+++ Material for this task +++
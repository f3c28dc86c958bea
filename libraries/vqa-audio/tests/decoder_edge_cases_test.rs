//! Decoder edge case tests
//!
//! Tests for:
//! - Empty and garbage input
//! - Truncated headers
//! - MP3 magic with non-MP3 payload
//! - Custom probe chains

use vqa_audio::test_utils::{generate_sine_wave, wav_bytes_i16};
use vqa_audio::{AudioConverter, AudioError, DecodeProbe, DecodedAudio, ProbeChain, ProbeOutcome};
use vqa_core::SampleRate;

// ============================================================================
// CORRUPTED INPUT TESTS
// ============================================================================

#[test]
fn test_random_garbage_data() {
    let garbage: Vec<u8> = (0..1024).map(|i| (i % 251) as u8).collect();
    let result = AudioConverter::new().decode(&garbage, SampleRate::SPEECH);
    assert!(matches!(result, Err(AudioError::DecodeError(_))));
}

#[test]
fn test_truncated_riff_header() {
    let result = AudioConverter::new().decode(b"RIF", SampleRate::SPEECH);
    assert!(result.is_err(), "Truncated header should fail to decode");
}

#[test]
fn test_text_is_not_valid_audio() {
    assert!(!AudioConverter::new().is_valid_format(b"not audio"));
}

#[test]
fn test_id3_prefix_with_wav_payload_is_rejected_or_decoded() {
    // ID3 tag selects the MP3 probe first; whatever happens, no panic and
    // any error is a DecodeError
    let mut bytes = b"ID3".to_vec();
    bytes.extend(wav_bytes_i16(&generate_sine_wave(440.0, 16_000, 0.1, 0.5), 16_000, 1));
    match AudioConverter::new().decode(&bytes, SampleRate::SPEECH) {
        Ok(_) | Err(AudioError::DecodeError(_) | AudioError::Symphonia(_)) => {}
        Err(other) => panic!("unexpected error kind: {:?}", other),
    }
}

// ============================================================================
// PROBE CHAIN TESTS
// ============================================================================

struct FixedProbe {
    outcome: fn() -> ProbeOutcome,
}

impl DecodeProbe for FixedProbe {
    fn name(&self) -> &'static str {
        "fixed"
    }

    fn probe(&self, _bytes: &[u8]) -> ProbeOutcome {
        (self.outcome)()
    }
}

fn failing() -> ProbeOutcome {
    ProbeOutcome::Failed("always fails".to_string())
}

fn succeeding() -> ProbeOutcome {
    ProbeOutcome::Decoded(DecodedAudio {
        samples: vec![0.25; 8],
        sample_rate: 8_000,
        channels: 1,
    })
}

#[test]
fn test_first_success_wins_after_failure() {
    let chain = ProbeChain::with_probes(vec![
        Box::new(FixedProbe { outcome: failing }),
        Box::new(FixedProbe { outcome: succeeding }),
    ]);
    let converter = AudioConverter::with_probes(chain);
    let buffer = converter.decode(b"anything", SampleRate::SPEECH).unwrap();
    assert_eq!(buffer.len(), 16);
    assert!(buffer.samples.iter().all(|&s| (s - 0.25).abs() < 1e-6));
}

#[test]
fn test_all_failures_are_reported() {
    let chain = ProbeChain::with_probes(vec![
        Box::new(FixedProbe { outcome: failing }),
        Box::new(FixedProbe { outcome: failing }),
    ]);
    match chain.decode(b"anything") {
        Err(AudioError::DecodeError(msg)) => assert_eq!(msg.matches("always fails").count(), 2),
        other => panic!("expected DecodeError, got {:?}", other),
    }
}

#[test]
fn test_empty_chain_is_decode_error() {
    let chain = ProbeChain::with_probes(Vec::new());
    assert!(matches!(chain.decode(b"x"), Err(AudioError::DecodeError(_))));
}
+++
+++ Material for this task +++
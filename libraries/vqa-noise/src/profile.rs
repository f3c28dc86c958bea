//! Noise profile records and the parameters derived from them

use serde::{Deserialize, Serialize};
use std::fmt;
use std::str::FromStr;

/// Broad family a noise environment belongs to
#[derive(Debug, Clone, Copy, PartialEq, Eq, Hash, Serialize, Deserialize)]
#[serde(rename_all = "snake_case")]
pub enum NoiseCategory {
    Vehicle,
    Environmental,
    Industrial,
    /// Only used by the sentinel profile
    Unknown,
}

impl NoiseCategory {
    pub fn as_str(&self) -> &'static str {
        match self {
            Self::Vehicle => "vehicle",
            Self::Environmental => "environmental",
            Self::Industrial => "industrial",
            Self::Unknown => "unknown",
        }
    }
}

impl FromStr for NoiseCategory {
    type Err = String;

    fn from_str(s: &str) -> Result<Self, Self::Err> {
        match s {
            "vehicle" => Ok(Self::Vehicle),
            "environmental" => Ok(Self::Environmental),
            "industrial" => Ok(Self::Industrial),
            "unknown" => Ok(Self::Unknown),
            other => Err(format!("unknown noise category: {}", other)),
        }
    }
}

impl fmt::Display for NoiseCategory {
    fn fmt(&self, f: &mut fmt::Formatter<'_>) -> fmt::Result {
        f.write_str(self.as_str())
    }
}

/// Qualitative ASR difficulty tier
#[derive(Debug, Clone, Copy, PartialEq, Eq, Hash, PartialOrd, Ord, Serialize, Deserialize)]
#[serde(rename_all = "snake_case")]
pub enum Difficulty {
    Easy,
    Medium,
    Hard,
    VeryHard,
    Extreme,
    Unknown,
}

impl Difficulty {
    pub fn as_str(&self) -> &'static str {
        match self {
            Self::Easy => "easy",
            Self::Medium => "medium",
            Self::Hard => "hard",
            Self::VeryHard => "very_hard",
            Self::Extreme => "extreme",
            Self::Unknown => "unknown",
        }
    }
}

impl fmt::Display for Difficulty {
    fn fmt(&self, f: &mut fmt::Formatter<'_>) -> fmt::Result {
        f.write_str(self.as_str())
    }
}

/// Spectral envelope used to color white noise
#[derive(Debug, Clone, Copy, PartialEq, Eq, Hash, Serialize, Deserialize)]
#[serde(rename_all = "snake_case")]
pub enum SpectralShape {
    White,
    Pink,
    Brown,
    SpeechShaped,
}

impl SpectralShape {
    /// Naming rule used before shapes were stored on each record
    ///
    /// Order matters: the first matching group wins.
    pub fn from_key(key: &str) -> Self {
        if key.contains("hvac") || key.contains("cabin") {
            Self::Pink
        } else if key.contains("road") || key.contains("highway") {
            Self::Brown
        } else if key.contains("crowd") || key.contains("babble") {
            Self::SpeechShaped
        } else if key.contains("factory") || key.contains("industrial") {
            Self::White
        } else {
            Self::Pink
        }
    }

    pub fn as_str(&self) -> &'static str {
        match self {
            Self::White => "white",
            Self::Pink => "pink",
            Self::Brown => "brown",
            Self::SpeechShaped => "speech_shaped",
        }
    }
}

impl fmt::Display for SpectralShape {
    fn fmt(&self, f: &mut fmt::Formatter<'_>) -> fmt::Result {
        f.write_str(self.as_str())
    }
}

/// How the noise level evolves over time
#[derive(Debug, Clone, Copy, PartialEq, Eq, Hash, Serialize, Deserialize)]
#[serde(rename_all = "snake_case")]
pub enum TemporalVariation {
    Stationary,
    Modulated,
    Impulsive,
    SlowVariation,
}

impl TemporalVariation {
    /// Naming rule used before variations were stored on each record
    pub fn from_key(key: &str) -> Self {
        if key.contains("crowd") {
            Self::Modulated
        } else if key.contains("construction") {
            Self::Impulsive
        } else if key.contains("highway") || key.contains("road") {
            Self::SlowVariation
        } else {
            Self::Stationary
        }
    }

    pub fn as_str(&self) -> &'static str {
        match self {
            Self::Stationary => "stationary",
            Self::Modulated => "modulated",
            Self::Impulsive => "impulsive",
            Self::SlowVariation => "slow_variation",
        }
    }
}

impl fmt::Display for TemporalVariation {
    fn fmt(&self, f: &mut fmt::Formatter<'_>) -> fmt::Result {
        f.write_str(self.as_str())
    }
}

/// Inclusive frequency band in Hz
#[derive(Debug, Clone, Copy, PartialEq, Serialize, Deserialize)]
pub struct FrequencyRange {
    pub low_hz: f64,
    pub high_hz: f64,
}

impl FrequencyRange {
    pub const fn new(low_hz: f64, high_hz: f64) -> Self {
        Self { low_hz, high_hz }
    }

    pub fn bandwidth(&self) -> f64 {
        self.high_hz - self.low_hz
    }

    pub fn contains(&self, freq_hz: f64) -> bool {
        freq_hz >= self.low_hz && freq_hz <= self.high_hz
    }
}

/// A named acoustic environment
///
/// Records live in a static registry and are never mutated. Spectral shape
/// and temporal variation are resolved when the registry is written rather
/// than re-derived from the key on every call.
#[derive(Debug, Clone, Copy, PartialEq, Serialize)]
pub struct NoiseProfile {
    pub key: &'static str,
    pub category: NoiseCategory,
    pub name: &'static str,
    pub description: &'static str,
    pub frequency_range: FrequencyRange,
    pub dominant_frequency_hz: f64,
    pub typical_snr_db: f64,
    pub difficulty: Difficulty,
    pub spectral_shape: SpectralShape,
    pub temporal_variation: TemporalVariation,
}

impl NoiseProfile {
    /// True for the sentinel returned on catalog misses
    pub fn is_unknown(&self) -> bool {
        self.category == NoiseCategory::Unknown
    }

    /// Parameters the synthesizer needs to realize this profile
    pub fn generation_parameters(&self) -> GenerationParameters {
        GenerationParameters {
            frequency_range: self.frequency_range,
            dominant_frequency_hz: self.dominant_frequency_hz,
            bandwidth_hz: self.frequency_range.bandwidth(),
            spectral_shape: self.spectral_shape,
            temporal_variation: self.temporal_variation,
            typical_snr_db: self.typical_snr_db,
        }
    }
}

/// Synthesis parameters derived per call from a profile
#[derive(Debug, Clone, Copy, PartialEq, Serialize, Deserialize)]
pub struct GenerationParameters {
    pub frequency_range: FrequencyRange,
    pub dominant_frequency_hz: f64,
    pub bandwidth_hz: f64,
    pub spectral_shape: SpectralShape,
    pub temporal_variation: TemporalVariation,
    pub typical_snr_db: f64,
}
+++
+++ Material for this task +++
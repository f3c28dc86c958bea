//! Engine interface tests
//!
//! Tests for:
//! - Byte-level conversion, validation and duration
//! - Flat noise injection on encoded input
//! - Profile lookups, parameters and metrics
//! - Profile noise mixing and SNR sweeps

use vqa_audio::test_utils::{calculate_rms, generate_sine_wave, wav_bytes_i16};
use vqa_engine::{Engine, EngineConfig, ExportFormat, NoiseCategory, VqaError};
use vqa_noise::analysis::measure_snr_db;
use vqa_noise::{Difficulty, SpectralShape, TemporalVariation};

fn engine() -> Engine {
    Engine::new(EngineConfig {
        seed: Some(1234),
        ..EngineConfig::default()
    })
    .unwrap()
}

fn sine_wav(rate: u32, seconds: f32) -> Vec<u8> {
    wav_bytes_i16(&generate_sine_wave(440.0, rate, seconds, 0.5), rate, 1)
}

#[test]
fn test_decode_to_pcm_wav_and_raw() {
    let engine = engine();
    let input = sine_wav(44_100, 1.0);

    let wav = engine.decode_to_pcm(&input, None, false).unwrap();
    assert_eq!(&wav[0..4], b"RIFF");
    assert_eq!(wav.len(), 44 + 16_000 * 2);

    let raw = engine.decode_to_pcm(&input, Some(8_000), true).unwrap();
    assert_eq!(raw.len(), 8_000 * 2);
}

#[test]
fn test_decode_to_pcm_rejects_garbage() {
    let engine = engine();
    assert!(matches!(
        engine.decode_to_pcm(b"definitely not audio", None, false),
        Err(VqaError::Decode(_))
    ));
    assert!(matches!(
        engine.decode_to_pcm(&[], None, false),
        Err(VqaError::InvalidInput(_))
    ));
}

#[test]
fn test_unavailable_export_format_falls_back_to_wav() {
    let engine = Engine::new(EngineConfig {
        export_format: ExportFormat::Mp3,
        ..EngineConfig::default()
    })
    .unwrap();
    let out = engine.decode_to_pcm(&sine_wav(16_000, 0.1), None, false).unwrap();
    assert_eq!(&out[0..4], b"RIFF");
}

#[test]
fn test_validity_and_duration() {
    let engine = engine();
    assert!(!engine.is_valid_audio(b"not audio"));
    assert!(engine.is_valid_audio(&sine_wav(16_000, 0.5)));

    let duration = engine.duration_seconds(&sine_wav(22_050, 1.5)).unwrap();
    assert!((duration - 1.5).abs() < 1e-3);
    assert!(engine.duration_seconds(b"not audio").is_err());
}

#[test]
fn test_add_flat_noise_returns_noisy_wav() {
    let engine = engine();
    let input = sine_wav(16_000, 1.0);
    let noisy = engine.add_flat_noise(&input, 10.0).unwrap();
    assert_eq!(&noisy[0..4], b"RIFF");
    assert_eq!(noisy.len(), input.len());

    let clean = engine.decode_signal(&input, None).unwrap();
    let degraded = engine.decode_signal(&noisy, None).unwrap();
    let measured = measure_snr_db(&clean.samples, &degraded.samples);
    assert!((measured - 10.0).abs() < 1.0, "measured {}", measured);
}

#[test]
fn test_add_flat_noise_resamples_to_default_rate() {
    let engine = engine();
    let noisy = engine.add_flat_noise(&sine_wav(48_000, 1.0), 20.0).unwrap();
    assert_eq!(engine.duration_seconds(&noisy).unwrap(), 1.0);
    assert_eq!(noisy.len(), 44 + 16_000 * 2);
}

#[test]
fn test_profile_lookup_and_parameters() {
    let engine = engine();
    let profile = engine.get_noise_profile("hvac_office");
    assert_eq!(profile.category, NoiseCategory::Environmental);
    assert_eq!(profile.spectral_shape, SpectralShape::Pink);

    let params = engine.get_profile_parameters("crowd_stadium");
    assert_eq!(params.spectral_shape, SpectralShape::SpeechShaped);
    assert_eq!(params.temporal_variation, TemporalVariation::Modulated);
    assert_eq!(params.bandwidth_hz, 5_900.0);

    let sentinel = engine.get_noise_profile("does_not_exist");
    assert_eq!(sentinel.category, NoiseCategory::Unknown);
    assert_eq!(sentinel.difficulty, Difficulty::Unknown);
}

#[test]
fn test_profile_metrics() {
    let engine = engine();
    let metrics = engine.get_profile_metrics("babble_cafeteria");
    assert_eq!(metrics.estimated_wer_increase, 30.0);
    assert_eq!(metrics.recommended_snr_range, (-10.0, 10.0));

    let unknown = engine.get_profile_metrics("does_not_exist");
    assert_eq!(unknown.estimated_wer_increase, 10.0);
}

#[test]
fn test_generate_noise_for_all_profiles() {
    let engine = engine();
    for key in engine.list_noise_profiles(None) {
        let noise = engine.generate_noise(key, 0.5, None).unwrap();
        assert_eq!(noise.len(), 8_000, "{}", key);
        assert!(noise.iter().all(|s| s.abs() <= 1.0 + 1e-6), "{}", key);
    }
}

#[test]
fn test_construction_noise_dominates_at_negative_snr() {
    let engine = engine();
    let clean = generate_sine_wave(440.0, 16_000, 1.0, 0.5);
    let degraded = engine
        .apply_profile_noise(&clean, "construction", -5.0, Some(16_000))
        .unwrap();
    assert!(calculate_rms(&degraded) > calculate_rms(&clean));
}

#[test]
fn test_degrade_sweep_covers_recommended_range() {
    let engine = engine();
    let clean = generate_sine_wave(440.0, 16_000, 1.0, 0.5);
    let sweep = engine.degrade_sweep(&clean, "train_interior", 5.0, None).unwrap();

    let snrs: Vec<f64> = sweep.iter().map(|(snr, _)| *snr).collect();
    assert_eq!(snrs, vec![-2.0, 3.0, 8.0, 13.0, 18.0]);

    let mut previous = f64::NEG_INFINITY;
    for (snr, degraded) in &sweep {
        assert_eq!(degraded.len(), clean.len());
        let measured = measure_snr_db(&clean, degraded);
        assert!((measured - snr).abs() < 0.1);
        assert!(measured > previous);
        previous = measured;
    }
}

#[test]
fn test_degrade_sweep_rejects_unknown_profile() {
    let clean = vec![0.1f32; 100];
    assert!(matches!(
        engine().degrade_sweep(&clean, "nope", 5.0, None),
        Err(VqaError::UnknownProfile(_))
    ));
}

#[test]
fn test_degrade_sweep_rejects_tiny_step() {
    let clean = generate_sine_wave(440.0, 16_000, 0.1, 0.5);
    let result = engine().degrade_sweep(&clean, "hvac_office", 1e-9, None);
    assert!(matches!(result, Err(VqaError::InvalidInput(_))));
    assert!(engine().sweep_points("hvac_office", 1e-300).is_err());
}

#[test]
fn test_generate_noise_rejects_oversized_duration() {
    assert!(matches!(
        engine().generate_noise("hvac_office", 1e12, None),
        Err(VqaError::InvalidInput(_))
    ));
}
+++
# [Goal of the exercise]
Identify every line above with the string "highway" in it. Copy those lines.

# [Exercise solution]
        } else if key.contains("road") || key.contains("highway") {
        } else if key.contains("highway") || key.contains("road") {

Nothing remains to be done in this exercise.